Ulster's Unending Feud

THESE people--they're daft!" said a British Royal Fusilier private, at a Belfast checkpoint. No one from outside the six hate-scarred counties of Northern Ireland could disagree. Two weekends of rioting left a dozen dead, more than 300 wounded and at least 100 buildings destroyed. This week 100,000 Protestants are expected to march throughout the country in parades of the Orange Order, a religious-fraternal society that has been a seedbed of anti-Catholic sentiment for generations. More trouble seems virtually certain.

Canceled Leaves. Ulster has been a volatile quantity ever since King William of Orange's English troops crushed James II's Catholic legions in the Battle of the Boyne in 1690. That victory established Britain's hegemony over the Emerald Isle, which continues in Northern Ireland even though the South broke away and formed the Republic of Ireland in 1921. The Boyne also set a pattern of religious hostility over which Ulstermen are still ready to spill blood. Though the prolongation of so ancient a feud may be a puzzle to the 1,000,000 Protestants and the 500,000 Catholics, it is the stuff of their everyday lives (see box, following page).

So it is with the Orange Order parades, which often seem less a remembrance of the Boyne than a rematch. Last week in Belfast, 1,500 British soldiers carried out a house-to-house search, collecting 130 pistols, rifles and machine guns, plus 25,000 rounds of ammunition.

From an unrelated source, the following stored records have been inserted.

// SPDX-License-Identifier: AGPL-3.0-or-later
//
// Copyright (C) 2026 Relational Network

//! Pending OAuth authorizations keyed by their CSRF `state` value.
//!
//! A state is single use: [`OAuthStateStore::take`] removes the row in the
//! same write transaction that reads it, so a replayed callback finds nothing.

use chrono::{DateTime, Duration, Utc};
use redb::ReadableTable;
use serde::{Deserialize, Serialize};

use super::database::{IdentityDatabase, OAUTH_STATES};
use super::StorageResult;

/// How long a login redirect stays redeemable.
pub const PENDING_AUTHORIZATION_TTL_MINUTES: i64 = 10;

/// What the callback needs to finish a login started by this server.
#[derive(Debug, Clone, Serialize, Deserialize, PartialEq, Eq)]
pub struct PendingAuthorization {
    /// Provider the login was started for
    pub provider: String,
    /// PKCE verifier matching the challenge sent to the provider
    pub pkce_verifier: String,
    pub expires_at: DateTime<Utc>,
}

impl PendingAuthorization {
    pub fn new(provider: impl Into<String>, pkce_verifier: impl Into<String>) -> Self {
        Self {
            provider: provider.into(),
            pkce_verifier: pkce_verifier.into(),
            expires_at: Utc::now() + Duration::minutes(PENDING_AUTHORIZATION_TTL_MINUTES),
        }
    }

    pub fn is_expired(&self, now: DateTime<Utc>) -> bool {
        now >= self.expires_at
    }
}

/// Storage for pending authorizations.
pub trait OAuthStateStore: Send + Sync {
    /// Remember a pending authorization; expired rows are swept on the way.
    fn save(&self, state: &str, pending: &PendingAuthorization) -> StorageResult<()>;

    /// Consume a state. Returns `None` if it is unknown, already used,
    /// expired, or was issued for another provider.
    fn take(&self, state: &str, provider: &str) -> StorageResult<Option<PendingAuthorization>>;
}

impl OAuthStateStore for IdentityDatabase {
    fn save(&self, state: &str, pending: &PendingAuthorization) -> StorageResult<()> {
        let json = serde_json::to_vec(pending)?;
        let now = Utc::now();

        let write_txn = self.db.begin_write()?;
        {
            let mut table = write_txn.open_table(OAUTH_STATES)?;

            let mut expired = Vec::new();
            for entry in table.iter()? {
                let (key, value) = entry?;
                let stale = serde_json::from_slice::<PendingAuthorization>(value.value())
                    .map(|p| p.is_expired(now))
                    .unwrap_or(true);
                if stale {
                    expired.push(key.value().to_string());
                }
            }
            for key in &expired {
                table.remove(key.as_str())?;
            }

            table.insert(state, json.as_slice())?;
        }
        write_txn.commit()?;
        Ok(())
    }

    fn take(&self, state: &str, provider: &str) -> StorageResult<Option<PendingAuthorization>> {
        let write_txn = self.db.begin_write()?;
        let removed = {
            let mut table = write_txn.open_table(OAUTH_STATES)?;
            let bytes = table.remove(state)?.map(|v| v.value().to_vec());
            bytes
        };
        write_txn.commit()?;

        let Some(bytes) = removed else {
            return Ok(None);
        };
        let pending: PendingAuthorization = serde_json::from_slice(&bytes)?;
        if pending.provider != provider || pending.is_expired(Utc::now()) {
            return Ok(None);
        }
        Ok(Some(pending))
    }
}

#[cfg(test)]
mod tests {
    use super::*;
    use tempfile::TempDir;

    fn test_db() -> (IdentityDatabase, TempDir) {
        let dir = TempDir::new().unwrap();
        let db = IdentityDatabase::open(&dir.path().join("pidp.redb")).unwrap();
        (db, dir)
    }

    #[test]
    fn state_is_single_use() {
        let (db, _dir) = test_db();
        db.save("abc", &PendingAuthorization::new("github", "verifier"))
            .unwrap();

        let first = db.take("abc", "github").unwrap().expect("pending state");
        assert_eq!(first.pkce_verifier, "verifier");
        assert!(db.take("abc", "github").unwrap().is_none());
    }

    #[test]
    fn state_for_other_provider_is_rejected_and_consumed() {
        let (db, _dir) = test_db();
        db.save("abc", &PendingAuthorization::new("google", "v")).unwrap();

        assert!(db.take("abc", "github").unwrap().is_none());
        assert!(db.take("abc", "google").unwrap().is_none());
    }

    #[test]
    fn expired_state_is_rejected() {
        let (db, _dir) = test_db();
        let mut pending = PendingAuthorization::new("google", "v");
        pending.expires_at = Utc::now() - Duration::seconds(1);
        db.save("old", &pending).unwrap();

        assert!(db.take("old", "google").unwrap().is_none());
    }

    #[test]
    fn save_sweeps_expired_states() {
        let (db, _dir) = test_db();
        let mut stale = PendingAuthorization::new("google", "v");
        stale.expires_at = Utc::now() - Duration::minutes(1);
        db.save("stale", &stale).unwrap();
        db.save("fresh", &PendingAuthorization::new("google", "w"))
            .unwrap();

        let read_txn = redb::ReadableDatabase::begin_read(&db.db).unwrap();
        let table = read_txn.open_table(OAUTH_STATES).unwrap();
        assert!(table.get("stale").unwrap().is_none());
        assert!(table.get("fresh").unwrap().is_some());
    }

    #[test]
    fn unknown_state_is_none() {
        let (db, _dir) = test_db();
        assert!(db.take("nope", "google").unwrap().is_none());
    }
}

Young Catholics were said to be getting arms and advice from the outlawed Irish Republican Army.

At week's end many factories shut for the annual two-week summer vacation, leaving thousands with time on their hands, paychecks in their pockets and nowhere to spend either but Ulster's pubs. All leaves for hospital personnel in main cities were canceled through parade day. Many prisoners were moved from Belfast to jails elsewhere to make way for the expected influx of new inmates. Despite pleas from Westminster and the Ulster government to cancel the 18 parades scheduled throughout the land, the only concession made was to reroute some away from Catholic areas. Catholics, meanwhile, began organizing counterparades.

Bernadette Devlin, 23-year-old Catholie spitfire whose jailing on charges of inciting to riot was the immediate cause of current troubles, was out of action. But there was no lack of troublemakers. Protestant Extremist Ian Paisley and 30 followers demonstrated at England's Canterbury Cathedral, carrying placards that read JESUS SAVES--ROME ENSLAVES. At the cathedral, a Catholic mass was being conducted as an unprecedented ecumenical gesture. Meanwhile, the Republic of Ireland's Minister for External Affairs, Dr. Patrick J. Hillery, slipped quietly across Ulster's border to tour Belfast's battened-down Catholic districts. Though the visit was perfectly legal, Britain's Foreign Secretary, Sir Alec Douglas-Home, branded it "a serious diplomatic discourtesy." The idea, said Hillery with a monumentally inappropriate smile, was just "to relax tensions."